While all the truly saved Christians listened with delight, I found myself in the ridiculous position of envying a cancer patient.
He may have had brain cancer, but I was the one who was sick.
In the midst of my secret jealousy, Matt remained my friend. He encouraged me. He prayed for me. (That’s the thing—Matt’s the real deal. He’s not different from the pastor on the platform. He truly loves the Lord that much.)
And so finally, one day, when we were talking on the phone, I told him.
I told him I was jealous of him. I told him that I wished I had the life he had.
And I’ll never forget what he said, although he may not remember it. It was probably just another conversation to him. But it was life-changing and transformative for me.
“That’s funny,” he said, “because there are days when I envy you.”
He continued talking after that, but I don’t remember what he said. He was explaining something about the pace of life and ministry, but I was too busy attempting to process his words. In a flood of recognition, the grace of God opened my eyes. I realized I had made ministry “success” an idol, and I had made my imagined fantasy of celebrity pastoring something that was simply that—fantasy. Matt’s days were just like mine—he was leading a church. His church—just like mine—had warts, wins, sheep, and the Spirit.
He could wistfully hope for another ministry some days because his days were hard, too. Just like mine.
And, just like that, the Lord used my willingness to confess and Matt’s gracious words to change my heart.
Most spiritual disease takes longer to root out, but, mercifully, this one the Lord chose to kill dead in the moment.
Rooting Freely, Warning Others
The past eight years or so have been entirely different.
I now get to root—freely—for my friend to succeed in ministry.

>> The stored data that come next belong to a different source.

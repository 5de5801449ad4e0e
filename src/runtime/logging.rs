use std::fs::OpenOptions;
use std::path::Path;
use std::sync::Mutex;

use anyhow::{Context, Result};

/// Log to stderr, used by the plain command-line subcommands.
pub fn setup_logger(level: tracing::Level) -> Result<(), tracing::subscriber::SetGlobalDefaultError> {
    tracing::subscriber::set_global_default(
        tracing_subscriber::FmtSubscriber::builder()
            .without_time()
            .with_target(false)
            .with_max_level(level)
            .with_writer(std::io::stderr)
            .finish(),
    )
}

/// Append log lines to `path`; the interactive form owns the terminal.
pub fn setup_file_logger(level: tracing::Level, path: &Path) -> Result<()> {
    let file = OpenOptions::new()
        .create(true)
        .append(true)
        .open(path)
        .with_context(|| format!("cannot open log file '{}'", path.display()))?;

    tracing::subscriber::set_global_default(
        tracing_subscriber::FmtSubscriber::builder()
            .with_ansi(false)
            .with_max_level(level)
            .with_writer(Mutex::new(file))
            .finish(),
    )?;
    Ok(())
}
use std::path::PathBuf;

use serde::{Deserialize, Serialize};

/// Top-level application settings loaded from `config.toml`.
///
/// File format: TOML
/// Default path (Linux/XDG): `$XDG_CONFIG_HOME/tagname/config.toml` or `~/.config/tagname/config.toml`
///
/// Precedence (highest wins):
/// 1) Command-line flags
/// 2) Environment variables (prefix `TAGNAME__`, `__` as nested separator)
/// 3) Config file (if present)
/// 4) Struct defaults
#[derive(Debug, Clone, Default, Deserialize, Serialize)]
#[serde(default)]
pub struct Settings {
    pub rename: RenameSettings,
    pub library: LibrarySettings,
    pub ui: UiSettings,
    pub log: LogSettings,
}

/// Which tag fields go into the new file name.
#[derive(Debug, Clone, Deserialize, Serialize)]
#[serde(default)]
pub struct RenameSettings {
    /// Two-digit track number prefix.
    pub track: bool,
    /// ` - <title>` segment.
    pub title: bool,
    /// ` - <artist>` segment.
    pub artist: bool,
    /// Drop the ` - ` a name would otherwise start with when `track` is off.
    pub strip_leading_separator: bool,
}

impl Default for RenameSettings {
    fn default() -> Self {
        Self {
            track: true,
            title: true,
            artist: true,
            strip_leading_separator: false,
        }
    }
}

#[derive(Debug, Clone, Deserialize, Serialize)]
#[serde(default)]
pub struct LibrarySettings {
    /// Whether dot-files are renamed too.
    pub include_hidden: bool,
}

impl Default for LibrarySettings {
    fn default() -> Self {
        Self {
            include_hidden: true,
        }
    }
}

#[derive(Debug, Clone, Deserialize, Serialize)]
#[serde(default)]
pub struct UiSettings {
    /// The text rendered inside the top header box of the interactive form.
    pub header_text: String,
    /// Shown in the status line once a run completes.
    pub done_message: String,
}

impl Default for UiSettings {
    fn default() -> Self {
        Self {
            header_text: " Pick a directory and the fields to put in file names ".to_string(),
            done_message: "Renaming finished".to_string(),
        }
    }
}

#[derive(Debug, Clone, Default, Deserialize, Serialize)]
#[serde(default)]
pub struct LogSettings {
    /// Where the interactive form writes its log. Nothing is logged there when unset.
    #[serde(skip_serializing_if = "Option::is_none")]
    pub file: Option<PathBuf>,
}
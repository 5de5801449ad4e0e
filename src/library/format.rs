use std::fmt;
use std::path::Path;

use lofty::file::FileType;
use lofty::tag::TagType;

/// Audio formats whose files can be renamed from their tags.
#[derive(Debug, Copy, Clone, PartialEq, Eq)]
pub enum AudioFormat {
    Mp3,
    Flac,
}

impl AudioFormat {
    /// Match an extension (with or without the leading dot), ignoring case.
    pub fn from_extension(ext: &str) -> Option<Self> {
        match ext.trim_start_matches('.').to_ascii_lowercase().as_str() {
            "mp3" => Some(Self::Mp3),
            "flac" => Some(Self::Flac),
            _ => None,
        }
    }

    pub fn from_path(path: &Path) -> Option<Self> {
        path.extension()
            .and_then(|s| s.to_str())
            .and_then(Self::from_extension)
    }

    /// The container `lofty` is told to parse, regardless of file content sniffing.
    pub fn file_type(self) -> FileType {
        match self {
            Self::Mp3 => FileType::Mpeg,
            Self::Flac => FileType::Flac,
        }
    }

    /// Tag containers holding track/title/artist, most preferred first.
    pub fn tag_types(self) -> &'static [TagType] {
        match self {
            Self::Mp3 => &[TagType::Id3v2, TagType::Id3v1],
            Self::Flac => &[TagType::VorbisComments],
        }
    }
}

impl fmt::Display for AudioFormat {
    fn fmt(&self, f: &mut fmt::Formatter<'_>) -> fmt::Result {
        match self {
            Self::Mp3 => f.write_str("mp3"),
            Self::Flac => f.write_str("flac"),
        }
    }
}
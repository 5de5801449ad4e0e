use std::path::PathBuf;

use super::format::AudioFormat;

/// The three tag values a file name is built from.
#[derive(Debug, Clone, PartialEq, Eq)]
pub struct AudioTags {
    /// Track number as written by the tag reader, without padding.
    pub track: String,
    pub title: String,
    pub artist: String,
}

/// An audio file found directly inside the scanned directory.
#[derive(Debug, Clone)]
pub struct DirectoryEntry {
    pub path: PathBuf,
    pub file_name: String,
    /// Extension including the leading dot, with its original case.
    pub extension: String,
    pub format: AudioFormat,
}
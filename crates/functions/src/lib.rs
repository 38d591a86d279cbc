//! TyphoonX signup service library.
//!
//! The one platform function this repository owns: account creation
//! through the platform's admin identity API. Everything else the console
//! talks to (merchant list/manage) is operated by the platform.

#![cfg_attr(not(test), forbid(unsafe_code))]

pub mod config;
pub mod identity;
pub mod signup;
//! TyphoonX Admin - Merchant administration console.
//!
//! This binary serves the admin console on port 3000.
//!
//! # Architecture
//!
//! - Axum web framework with server-rendered pages
//! - Askama templates
//! - The hosted platform's identity service for sign-in/sign-out
//! - Managed platform functions for the merchant list and create calls
//!
//! The console owns no persistence: the only state it keeps is one access
//! token per session, and merchant records live entirely on the platform.

#![cfg_attr(not(test), forbid(unsafe_code))]

use axum::{Router, routing::get};
use sentry::integrations::tracing as sentry_tracing;
use tower_http::trace::TraceLayer;
use tracing_subscriber::{layer::SubscriberExt, util::SubscriberInitExt};

use typhoonx_admin::config::AdminConfig;
use typhoonx_admin::middleware::create_session_layer;
use typhoonx_admin::routes;
use typhoonx_admin::state::AppState;

/// Initialize Sentry error tracking and return guard that must be kept alive.
fn init_sentry(config: &AdminConfig) -> Option<sentry::ClientInitGuard> {
    let dsn = config.sentry_dsn.as_ref()?;

    let guard = sentry::init((
        dsn.as_str(),
        sentry::ClientOptions {
            release: sentry::release_name!(),
            environment: config
                .sentry_environment
                .clone()
                .map(std::borrow::Cow::Owned),
            attach_stacktrace: true,
            ..Default::default()
        },
    ));

    tracing::info!("Sentry initialized");
    Some(guard)
}

/// Filter tracing events to Sentry event types.
fn sentry_event_filter(metadata: &tracing::Metadata<'_>) -> sentry_tracing::EventFilter {
    match *metadata.level() {
        tracing::Level::ERROR | tracing::Level::WARN => sentry_tracing::EventFilter::Event,
        tracing::Level::INFO | tracing::Level::DEBUG => sentry_tracing::EventFilter::Breadcrumb,
        _ => sentry_tracing::EventFilter::Ignore,
    }
}

#[tokio::main]
async fn main() {
    // Load configuration from environment (needed for Sentry init).
    // Missing endpoint/key configuration is fatal here, before anything binds.
    let config = AdminConfig::from_env().expect("Failed to load configuration");

    // Initialize Sentry (must be done before tracing subscriber)
    let _sentry_guard = init_sentry(&config);

    // Initialize tracing with EnvFilter and Sentry integration
    // Defaults to info level for our crate if RUST_LOG is not set
    let env_filter = tracing_subscriber::EnvFilter::try_from_default_env()
        .unwrap_or_else(|_| "typhoonx_admin=info,tower_http=debug".into());

    tracing_subscriber::registry()
        .with(env_filter)
        .with(tracing_subscriber::fmt::layer())
        .with(sentry_tracing::layer().event_filter(sentry_event_filter))
        .init();

    // Build application state (platform clients)
    let state = AppState::new(config.clone()).expect("Failed to initialize application state");

    // Create session layer
    let session_layer = create_session_layer(state.config());

    // Build router
    let app = Router::new()
        .route("/health", get(health))
        .merge(routes::routes(config.features))
        .layer(session_layer)
        .layer(TraceLayer::new_for_http())
        .with_state(state)
        // Sentry layers (outermost for full request coverage)
        .layer(sentry_tower::NewSentryLayer::new_from_top())
        .layer(sentry_tower::SentryHttpLayer::new().enable_transaction());

    // Start server
    let addr = config.socket_addr();
    tracing::info!("admin console listening on {}", addr);

    let listener = tokio::net::TcpListener::bind(addr)
        .await
        .expect("Failed to bind to address");

    axum::serve(listener, app)
        .with_graceful_shutdown(shutdown_signal())
        .await
        .expect("Server error");
}

/// Liveness health check endpoint.
///
/// Returns "ok" if the server is running. Does not check dependencies.
async fn health() -> &'static str {
    "ok"
}

/// Wait for shutdown signal (Ctrl+C or SIGTERM).
async fn shutdown_signal() {
    let ctrl_c = async {
        tokio::signal::ctrl_c()
            .await
            .expect("Failed to install Ctrl+C handler");
    };

    #[cfg(unix)]
    let terminate = async {
        tokio::signal::unix::signal(tokio::signal::unix::SignalKind::terminate())
            .expect("Failed to install signal handler")
            .recv()
            .await;
    };

    #[cfg(not(unix))]
    let terminate = std::future::pending::<()>();

    tokio::select! {
        () = ctrl_c => {},
        () = terminate => {},
    }

    tracing::info!("Shutdown signal received, starting graceful shutdown");
}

I praise God that in his sovereign wisdom he chose Matt to be a powerful voice for the grace of God in Jesus in our world. I had the opportunity to see him speak at two conferences this past year, and it was an experience I thoroughly enjoyed.

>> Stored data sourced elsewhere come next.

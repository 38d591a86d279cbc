//! Merchant administration page.
//!
//! The one gated view: requires a session token (else the extractor
//! redirects to login), fetches the merchant list, renders the table, and
//! offers create and logout actions. Create failures keep the dialog open
//! with an inline message; only a successful create redirects, forcing a
//! full re-fetch.

use askama::Template;
use askama_web::WebTemplate;
use axum::{
    Form,
    extract::State,
    response::{IntoResponse, Redirect, Response},
};
use serde::Deserialize;

use typhoonx_core::{Merchant, MerchantStatus, NewMerchant};

use crate::filters;
use crate::middleware::RequireToken;
use crate::state::AppState;

/// Merchant create form data.
#[derive(Debug, Deserialize)]
pub struct CreateForm {
    pub merchant_name: String,
    #[serde(default)]
    pub domain: String,
    #[serde(default)]
    pub status: String,
}

/// Merchant page template.
///
/// `error` is the page-level failure state; `dialog_error` is the inline
/// message inside the create dialog. The two never render together.
#[derive(Template, WebTemplate)]
#[template(path = "merchant/index.html")]
pub struct MerchantsTemplate {
    pub merchants: Vec<Merchant>,
    pub error: Option<String>,
    pub dialog_open: bool,
    pub dialog_error: Option<String>,
    pub form_name: String,
    pub form_domain: String,
    pub form_status: String,
    pub show_create: bool,
    pub show_domain: bool,
}

impl MerchantsTemplate {
    /// The ready state: a fetched table, dialog closed.
    fn ready(state: &AppState, merchants: Vec<Merchant>) -> Self {
        Self {
            merchants,
            error: None,
            dialog_open: false,
            dialog_error: None,
            form_name: String::new(),
            form_domain: String::new(),
            form_status: MerchantStatus::default().to_string(),
            show_create: state.config().features.merchant_create,
            show_domain: state.config().features.merchant_domain,
        }
    }

    /// The page-level error state; the message is surfaced verbatim.
    fn failed(state: &AppState, message: String) -> Self {
        Self {
            error: Some(message),
            ..Self::ready(state, Vec::new())
        }
    }

    /// Re-open the create dialog with an inline message, preserving what
    /// the user typed.
    fn dialog(state: &AppState, merchants: Vec<Merchant>, form: &CreateForm, message: String) -> Self {
        Self {
            dialog_open: true,
            dialog_error: Some(message),
            form_name: form.merchant_name.clone(),
            form_domain: form.domain.clone(),
            form_status: form.status.clone(),
            ..Self::ready(state, merchants)
        }
    }
}

/// Display the merchant table.
pub async fn index(
    State(state): State<AppState>,
    RequireToken(token): RequireToken,
) -> impl IntoResponse {
    match state.directory().list(&token).await {
        Ok(merchants) => MerchantsTemplate::ready(&state, merchants),
        Err(e) => {
            tracing::warn!("Merchant list failed: {e}");
            MerchantsTemplate::failed(&state, e.to_string())
        }
    }
}

/// Handle the create dialog submit.
///
/// Required-field checks short-circuit before the create call ever leaves
/// the process; a rejected create re-renders with the dialog open. Success
/// redirects back to the table, which re-fetches the full list.
pub async fn create(
    State(state): State<AppState>,
    RequireToken(token): RequireToken,
    Form(form): Form<CreateForm>,
) -> Response {
    let name = form.merchant_name.trim();
    let domain = form.domain.trim();
    let domain_required = state.config().features.merchant_domain;

    if name.is_empty() {
        return dialog_response(&state, &token, &form, "Merchant name is required.").await;
    }
    if domain_required && domain.is_empty() {
        return dialog_response(&state, &token, &form, "Domain is required.").await;
    }

    let status = match form.status.parse::<MerchantStatus>() {
        Ok(status) => status,
        Err(_) => {
            return dialog_response(&state, &token, &form, "Choose a valid status.").await;
        }
    };

    let merchant = NewMerchant {
        merchant_name: name.to_owned(),
        domain: domain.to_owned(),
        status,
    };

    match state.directory().create(&token, &merchant).await {
        Ok(()) => Redirect::to("/admin/merchant").into_response(),
        Err(e) => {
            tracing::warn!("Merchant create failed: {e}");
            dialog_response(&state, &token, &form, e.to_string()).await
        }
    }
}

/// Render the page with the create dialog open and an inline message.
///
/// The table behind the dialog still needs rows, so the list is re-fetched;
/// the create call itself was never (or no longer) in flight. If even the
/// list fails, the page-level error state wins.
async fn dialog_response(
    state: &AppState,
    token: &str,
    form: &CreateForm,
    message: impl Into<String>,
) -> Response {
    match state.directory().list(token).await {
        Ok(merchants) => {
            MerchantsTemplate::dialog(state, merchants, form, message.into()).into_response()
        }
        Err(e) => {
            tracing::warn!("Merchant list failed: {e}");
            MerchantsTemplate::failed(state, e.to_string()).into_response()
        }
    }
}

I have a new perk, as well. I use this experience to warn young pastors against the sin of comparison. My struggle, I have found, wasn’t unique to me. Many pastors are comparing worship attendance, baptism numbers, budget size, and ministry “success” with their peers and, in the process, they’re missing the grace gifts the Lord is pouring in their laps day in and day out.
“Comparison,” as Teddy Roosevelt said, “is the thief of joy.”

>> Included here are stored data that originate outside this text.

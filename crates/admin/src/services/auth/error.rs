//! Auth gateway error types.

use thiserror::Error;

/// Errors that can occur when talking to the platform identity service.
///
/// Every variant renders as an inline message on the form that triggered
/// the call; none of these abort the page.
#[derive(Debug, Error)]
pub enum AuthError {
    /// The request never completed (connect, timeout, TLS).
    #[error("Network error, please try again later.")]
    Http(#[from] reqwest::Error),

    /// The identity service rejected the sign-in.
    #[error("{message}")]
    Rejected {
        /// HTTP status returned by the identity service.
        status: u16,
        /// The service's own error description, or a status fallback.
        message: String,
    },

    /// The identity service reported success but returned no access token.
    /// Treated as a failed login; the console never stores an empty token.
    #[error("Login failed, please retry.")]
    MissingToken,

    /// The signup function rejected the request.
    #[error("{0}")]
    SignupRejected(String),

    /// A response body could not be decoded.
    #[error("Unexpected response from the identity service.")]
    Parse(String),
}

Scripture speaks often of the danger, too. Personally, Paul’s warning in 1 Corinthians 3:3 rings most true for me: “For while there is jealousy and strife among you, are you not of the flesh and behaving only in a human way?”
So I rest in the things I know for sure: God has made me with the gifts he wanted me to have. He has ordained my steps in ministry, and I can simply be obedient. I’m loved more than I can ever know in Jesus.
And I can root for my friend, Matt.
So I do. I’m glad to call him one of the best pastors I know.
I’m comfortable with that.
Even if the masses only know me as Matt Chandler’s roommate.